Almond Crescents

Ingredients:

2-1/2 cups all-purpose flour
pinch salt
1-1/4 cups butter or margarine, softened
1 cup icing sugar
1 teaspoon vanilla
1/2 teaspoon almond extract
1 cup ground almonds


Preparation:

  • In a mixer or food processor cream butter and icing sugar. Add almond extract and vanilla. Gradually beat in flour, salt and ground almonds. 
  • Form into dough, wrap and chill 1/2 hour.
  • Preheat the oven to 325 F (160 C). 
  • Form into 1 inch (2.5 cm) balls. Shape balls  into crescents. 
  • Place on ungreased baking sheets and bake one dozen at a time for about 12 to 15 minutes. 
  • Cool on wire rack. 
  • Drizzle with melted semi-sweet chocolate.


Makes 6 dozen cookies.




Real Cooking


Did You Know?
Although popularly referred to as a nut, the edible part of the almond is botanically not a true nut, but the seed of a drupe (a botanic name for a type of fruit), which consists of an outer hull and a hard shell with the seed inside. Shelling almonds refers to removing the shell to reveal the seed. Almonds are commonly sold shelled, i.e. after the shells are removed, or unshelled, i.e. with the shells still attached. Blanched almonds are shelled almonds that have been treated with hot water to soften the seedcoat, which is then removed to reveal the white embryo. There are two forms of the plant, one (often with white flowers) producing sweet almonds, and the other (often with pink flowers) producing bitter almonds.
The bitter almond is rather broader and shorter than the sweet almond, and contains about 50% of the fixed oil which also occurs in sweet almonds.
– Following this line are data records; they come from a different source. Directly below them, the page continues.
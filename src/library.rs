//! The on-disk track library: metadata extraction, import sources and the
//! flat-directory store.

pub mod metadata;
mod model;
mod source;
mod store;

pub use metadata::{TrackMetadata, UNKNOWN_ALBUM, UNKNOWN_ARTIST, UNKNOWN_TITLE};
pub use model::{Artwork, Track};
pub use source::{LocalFile, ScopedSource};
pub use store::{LibraryStore, RESERVED_SCRATCH_NAME};

#[cfg(test)]
mod tests;
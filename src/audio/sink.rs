//! Utilities for creating `rodio` sinks from in-memory buffers.
//!
//! The helper here encapsulates decoding and preparing a paused `Sink`.

use std::io::Cursor;
use std::sync::Arc;
use std::time::Duration;

use rodio::mixer::Mixer;
use rodio::{Decoder, Sink, Source};

use crate::error::PlaybackError;

pub(super) type ByteSource = Decoder<Cursor<Arc<[u8]>>>;

pub(super) fn decode(bytes: &Arc<[u8]>) -> Result<ByteSource, PlaybackError> {
    Decoder::new(Cursor::new(bytes.clone())).map_err(|e| PlaybackError::Decode(e.to_string()))
}

/// Create a paused `Sink` holding `bytes`; also returns the decoder's duration.
pub(super) fn create_paused_sink(
    mixer: &Mixer,
    bytes: &Arc<[u8]>,
) -> Result<(Sink, Option<Duration>), PlaybackError> {
    let source = decode(bytes)?;
    let duration = source.total_duration();

    let sink = Sink::connect_new(mixer);
    sink.pause();
    sink.append(source);
    Ok((sink, duration))
}
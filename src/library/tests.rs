use std::cell::Cell;
use std::fs;
use std::io::{self, Read};

use tempfile::tempdir;

use super::*;
use crate::config::LibrarySettings;
use crate::error::{ImportError, StorageError};
use crate::test_support::mp3_with_tags;

fn open_store(dir: &std::path::Path) -> LibraryStore {
    LibraryStore::open(dir, LibrarySettings::default()).unwrap()
}

/// Records grant/release calls so tests can check the grant never leaks.
struct Picked {
    name: Option<String>,
    bytes: Vec<u8>,
    grant: bool,
    fail_open: bool,
    started: Cell<u32>,
    stopped: Cell<u32>,
}

impl Picked {
    fn new(name: &str, bytes: Vec<u8>) -> Self {
        Self {
            name: Some(name.to_string()),
            bytes,
            grant: true,
            fail_open: false,
            started: Cell::new(0),
            stopped: Cell::new(0),
        }
    }
}

impl ScopedSource for Picked {
    fn file_name(&self) -> Option<String> {
        self.name.clone()
    }

    fn start_access(&self) -> bool {
        self.started.set(self.started.get() + 1);
        self.grant
    }

    fn stop_access(&self) {
        self.stopped.set(self.stopped.get() + 1);
    }

    fn open(&self) -> io::Result<Box<dyn Read + '_>> {
        if self.fail_open {
            return Err(io::Error::new(io::ErrorKind::PermissionDenied, "nope"));
        }
        Ok(Box::new(self.bytes.as_slice()))
    }
}

#[test]
fn open_creates_missing_root() {
    let dir = tempdir().unwrap();
    let root = dir.path().join("nested").join("library");
    let store = LibraryStore::open(&root, LibrarySettings::default()).unwrap();
    assert!(root.is_dir());
    assert_eq!(store.root(), root.as_path());
    assert!(store.tracks().is_empty());
}

#[test]
fn list_filters_extensions_hidden_and_reserved_scratch_name() {
    let dir = tempdir().unwrap();
    fs::write(dir.path().join("b.mp3"), b"not a real mp3").unwrap();
    fs::write(dir.path().join("A.MP3"), b"not a real mp3").unwrap();
    fs::write(dir.path().join("notes.txt"), b"ignore me").unwrap();
    fs::write(dir.path().join(".hidden.mp3"), b"ignore me").unwrap();
    fs::write(dir.path().join(RESERVED_SCRATCH_NAME), b"scratch").unwrap();
    fs::create_dir(dir.path().join("sub.mp3")).unwrap();

    let mut store = open_store(dir.path());
    let names: Vec<String> = store
        .list_tracks()
        .iter()
        .map(|t| t.file_name.clone())
        .collect();
    assert_eq!(names, vec!["A.MP3".to_string(), "b.mp3".to_string()]);
}

#[test]
fn list_uses_defaults_for_untagged_files() {
    let dir = tempdir().unwrap();
    fs::write(dir.path().join("raw.mp3"), b"no tags here").unwrap();

    let mut store = open_store(dir.path());
    let tracks = store.list_tracks();
    assert_eq!(tracks.len(), 1);
    assert_eq!(tracks[0].title, UNKNOWN_TITLE);
    assert_eq!(tracks[0].artist, UNKNOWN_ARTIST);
    assert_eq!(tracks[0].album, UNKNOWN_ALBUM);
    assert!(tracks[0].artwork.is_none());
}

#[test]
fn list_of_vanished_root_is_empty_not_an_error() {
    let dir = tempdir().unwrap();
    let root = dir.path().join("lib");
    let mut store = open_store(&root);
    fs::remove_dir(&root).unwrap();
    assert!(store.list_tracks().is_empty());
}

#[test]
fn track_ids_are_unique_per_listing() {
    let dir = tempdir().unwrap();
    fs::write(dir.path().join("a.mp3"), b"x").unwrap();
    let mut store = open_store(dir.path());
    let first = store.list_tracks()[0].id;
    let second = store.list_tracks()[0].id;
    assert_ne!(first, second);
}

#[test]
fn import_then_list_has_exactly_one_entry_with_original_name() {
    let dir = tempdir().unwrap();
    let mut store = open_store(dir.path());
    let source = Picked::new("Song.mp3", mp3_with_tags(&[("TIT2", "Song Title")]));

    let imported = store.import_file(&source).unwrap();
    assert_eq!(imported.file_name, "Song.mp3");
    assert_eq!(imported.title, "Song Title");
    assert_eq!(source.started.get(), 1);
    assert_eq!(source.stopped.get(), 1);

    let listed = store.list_tracks();
    assert_eq!(listed.iter().filter(|t| t.file_name == "Song.mp3").count(), 1);
    assert_eq!(listed.len(), 1);
}

#[test]
fn reimport_overwrites_existing_file() {
    let dir = tempdir().unwrap();
    let mut store = open_store(dir.path());

    store
        .import_file(&Picked::new("dup.mp3", b"first".to_vec()))
        .unwrap();
    store
        .import_file(&Picked::new("dup.mp3", b"second".to_vec()))
        .unwrap();

    assert_eq!(store.tracks().len(), 1);
    assert_eq!(store.load_bytes("dup.mp3").unwrap(), b"second");
    assert_eq!(store.list_tracks().len(), 1);
}

#[test]
fn import_leaves_no_temp_files_behind() {
    let dir = tempdir().unwrap();
    let mut store = open_store(dir.path());
    store
        .import_file(&Picked::new("one.mp3", b"bytes".to_vec()))
        .unwrap();

    let entries: Vec<_> = fs::read_dir(dir.path())
        .unwrap()
        .map(|e| e.unwrap().file_name())
        .collect();
    assert_eq!(entries, vec![std::ffi::OsString::from("one.mp3")]);
}

#[test]
fn import_refused_grant_is_access_denied() {
    let dir = tempdir().unwrap();
    let mut store = open_store(dir.path());
    let mut source = Picked::new("x.mp3", b"x".to_vec());
    source.grant = false;

    let err = store.import_file(&source).unwrap_err();
    assert!(matches!(err, ImportError::AccessDenied(ref n) if n == "x.mp3"));
    assert_eq!(source.stopped.get(), 0);
    assert!(store.tracks().is_empty());
}

#[test]
fn import_open_failure_still_releases_grant() {
    let dir = tempdir().unwrap();
    let mut store = open_store(dir.path());
    let mut source = Picked::new("x.mp3", b"x".to_vec());
    source.fail_open = true;

    let err = store.import_file(&source).unwrap_err();
    assert!(matches!(err, ImportError::Open { .. }));
    assert_eq!(source.started.get(), 1);
    assert_eq!(source.stopped.get(), 1);
    assert!(!dir.path().join("x.mp3").exists());
}

#[test]
fn import_rejects_unusable_names() {
    let dir = tempdir().unwrap();
    let mut store = open_store(dir.path());

    let mut nameless = Picked::new("", b"x".to_vec());
    nameless.name = None;
    assert!(matches!(
        store.import_file(&nameless),
        Err(ImportError::MissingFileName)
    ));

    let traversal = Picked::new("../escape.mp3", b"x".to_vec());
    assert!(matches!(
        store.import_file(&traversal),
        Err(ImportError::InvalidFileName(_))
    ));
    assert_eq!(traversal.started.get(), 0);

    let scratch = Picked::new(RESERVED_SCRATCH_NAME, b"x".to_vec());
    assert!(matches!(
        store.import_file(&scratch),
        Err(ImportError::InvalidFileName(_))
    ));
}

#[test]
fn import_refuses_names_the_listing_would_hide() {
    let dir = tempdir().unwrap();
    let mut store = open_store(dir.path());

    for name in ["song.wav", ".hidden.mp3", "no-extension"] {
        let source = Picked::new(name, b"x".to_vec());
        assert!(
            matches!(store.import_file(&source), Err(ImportError::InvalidFileName(_))),
            "{name} should be refused"
        );
        assert_eq!(source.started.get(), 0);
        assert!(!dir.path().join(name).exists());
    }
    assert!(store.tracks().is_empty());
    assert!(store.list_tracks().is_empty());
}

#[test]
fn import_honours_configured_extensions_and_hidden_files() {
    let dir = tempdir().unwrap();
    let settings = LibrarySettings {
        extensions: vec!["mp3".into(), "wav".into()],
        include_hidden: true,
        ..LibrarySettings::default()
    };
    let mut store = LibraryStore::open(dir.path(), settings).unwrap();

    store.import_file(&Picked::new("song.wav", b"x".to_vec())).unwrap();
    store.import_file(&Picked::new(".hidden.mp3", b"x".to_vec())).unwrap();
    let imported: Vec<String> = store.tracks().iter().map(|t| t.file_name.clone()).collect();

    let listed: Vec<String> = store
        .list_tracks()
        .iter()
        .map(|t| t.file_name.clone())
        .collect();
    assert_eq!(listed, vec![".hidden.mp3", "song.wav"]);
    assert_eq!(imported, listed);
}

#[test]
fn import_local_file_copies_bytes() {
    let src_dir = tempdir().unwrap();
    let src = src_dir.path().join("picked.mp3");
    fs::write(&src, b"local bytes").unwrap();

    let dir = tempdir().unwrap();
    let mut store = open_store(dir.path());
    let track = store.import_file(&LocalFile::new(&src)).unwrap();
    assert_eq!(track.file_name, "picked.mp3");
    assert_eq!(store.load_bytes("picked.mp3").unwrap(), b"local bytes");
}

#[test]
fn import_missing_local_file_is_access_denied() {
    let dir = tempdir().unwrap();
    let mut store = open_store(dir.path());
    let err = store
        .import_file(&LocalFile::new(dir.path().join("nope.mp3")))
        .unwrap_err();
    assert!(matches!(err, ImportError::AccessDenied(_)));
}

#[test]
fn delete_then_list_excludes_name() {
    let dir = tempdir().unwrap();
    fs::write(dir.path().join("keep.mp3"), b"x").unwrap();
    fs::write(dir.path().join("drop.mp3"), b"x").unwrap();
    let mut store = open_store(dir.path());
    store.list_tracks();

    store.delete_track("drop.mp3").unwrap();
    assert!(store.find("drop.mp3").is_none());
    assert!(!dir.path().join("drop.mp3").exists());

    let names: Vec<String> = store
        .list_tracks()
        .iter()
        .map(|t| t.file_name.clone())
        .collect();
    assert_eq!(names, vec!["keep.mp3".to_string()]);
}

#[test]
fn delete_missing_name_errors_and_keeps_listing() {
    let dir = tempdir().unwrap();
    fs::write(dir.path().join("keep.mp3"), b"x").unwrap();
    let mut store = open_store(dir.path());
    store.list_tracks();
    let before: Vec<_> = store.tracks().iter().map(|t| t.id).collect();

    let err = store.delete_track("ghost.mp3").unwrap_err();
    assert!(matches!(err, StorageError::NotFound(ref n) if n == "ghost.mp3"));

    let after: Vec<_> = store.tracks().iter().map(|t| t.id).collect();
    assert_eq!(before, after);
}

#[test]
fn delete_of_listed_but_vanished_file_keeps_entry() {
    let dir = tempdir().unwrap();
    fs::write(dir.path().join("gone.mp3"), b"x").unwrap();
    let mut store = open_store(dir.path());
    store.list_tracks();
    fs::remove_file(dir.path().join("gone.mp3")).unwrap();

    assert!(store.delete_track("gone.mp3").is_err());
    assert!(store.find("gone.mp3").is_some());
}

#[test]
fn delete_rejects_path_like_names() {
    let dir = tempdir().unwrap();
    let mut store = open_store(dir.path());
    assert!(matches!(
        store.delete_track("../outside.mp3"),
        Err(StorageError::InvalidName(_))
    ));
}

#[test]
fn load_bytes_reports_missing_file() {
    let dir = tempdir().unwrap();
    let store = open_store(dir.path());
    assert!(matches!(
        store.load_bytes("missing.mp3"),
        Err(StorageError::NotFound(_))
    ));
}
It also contains the enzyme emulsin which, in the presence of water, acts on a soluble glucoside, amygdalin, yielding glucose, cyanide and the essential oil of bitter almonds, which is nearly pure benzaldehyde. Bitter almonds may yield from 4–9 mg of hydrogen cyanide per almond. Extract of bitter almond was once used medicinally, but even in small doses effects are severe and in larger doses can be deadly; the cyanide must be removed before consumption.